▶ **TASK DETAILS**: Please copy out each line of the entries in which "impl" appears.

··· RECORDS FOR THE TASK

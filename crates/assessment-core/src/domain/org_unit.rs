//! Organisation units and the mappings between them.

use serde::{Deserialize, Serialize};

/// An organisation unit, either external (where data was assessed) or local
/// (native to the target system). The two id spaces never mix.
#[derive(Debug, Clone, PartialEq, Eq, Serialize, Deserialize)]
#[serde(rename_all = "camelCase")]
pub struct OrgUnit {
    pub id: String,
    pub display_name: String,
    #[serde(default)]
    pub level: u32,
    /// Parent id only; the parent unit is not owned.
    #[serde(default)]
    pub parent_id: Option<String>,
    #[serde(default)]
    pub path: String,
}

impl OrgUnit {
    pub fn new(id: impl Into<String>, display_name: impl Into<String>) -> Self {
        Self {
            id: id.into(),
            display_name: display_name.into(),
            level: 0,
            parent_id: None,
            path: String::new(),
        }
    }

    pub fn with_parent(mut self, parent_id: impl Into<String>, level: u32) -> Self {
        self.parent_id = Some(parent_id.into());
        self.level = level;
        self
    }

    pub fn with_path(mut self, path: impl Into<String>) -> Self {
        self.path = path.into();
        self
    }
}

/// How well an external unit matched its local counterpart.
#[derive(Debug, Clone, Copy, PartialEq, Eq, Hash, Serialize, Deserialize)]
#[serde(rename_all = "snake_case")]
pub enum Confidence {
    Exact,
    Partial,
    None,
}

/// Who produced a mapping row.
#[derive(Debug, Clone, Copy, PartialEq, Eq, Hash, Serialize, Deserialize)]
#[serde(rename_all = "snake_case")]
pub enum MappingOrigin {
    Auto,
    Manual,
}

/// One row of a mapping table: an external unit and the local unit it maps to.
///
/// `local_id` is `None` exactly when `confidence` is `Confidence::None`.
#[derive(Debug, Clone, PartialEq, Eq, Serialize, Deserialize)]
#[serde(rename_all = "camelCase")]
pub struct Mapping {
    pub external_id: String,
    pub local_id: Option<String>,
    pub confidence: Confidence,
    pub origin: MappingOrigin,
}

impl Mapping {
    pub fn auto(external_id: &str, local_id: &str, confidence: Confidence) -> Self {
        Self {
            external_id: external_id.to_string(),
            local_id: Some(local_id.to_string()),
            confidence,
            origin: MappingOrigin::Auto,
        }
    }

    pub fn manual(external_id: &str, local_id: &str) -> Self {
        Self {
            external_id: external_id.to_string(),
            local_id: Some(local_id.to_string()),
            confidence: Confidence::Exact,
            origin: MappingOrigin::Manual,
        }
    }

    pub fn unmatched(external_id: &str) -> Self {
        Self {
            external_id: external_id.to_string(),
            local_id: None,
            confidence: Confidence::None,
            origin: MappingOrigin::Auto,
        }
    }

    pub fn is_manual(&self) -> bool {
        self.origin == MappingOrigin::Manual
    }

    pub fn is_matched(&self) -> bool {
        self.local_id.is_some() && self.confidence != Confidence::None
    }
}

······

▶ **RESPONSE AREA**:
impl OrgUnit {
    pub fn new(id: impl Into<String>, display_name: impl Into<String>) -> Self {
    pub fn with_parent(mut self, parent_id: impl Into<String>, level: u32) -> Self {
    pub fn with_path(mut self, path: impl Into<String>) -> Self {
impl Mapping {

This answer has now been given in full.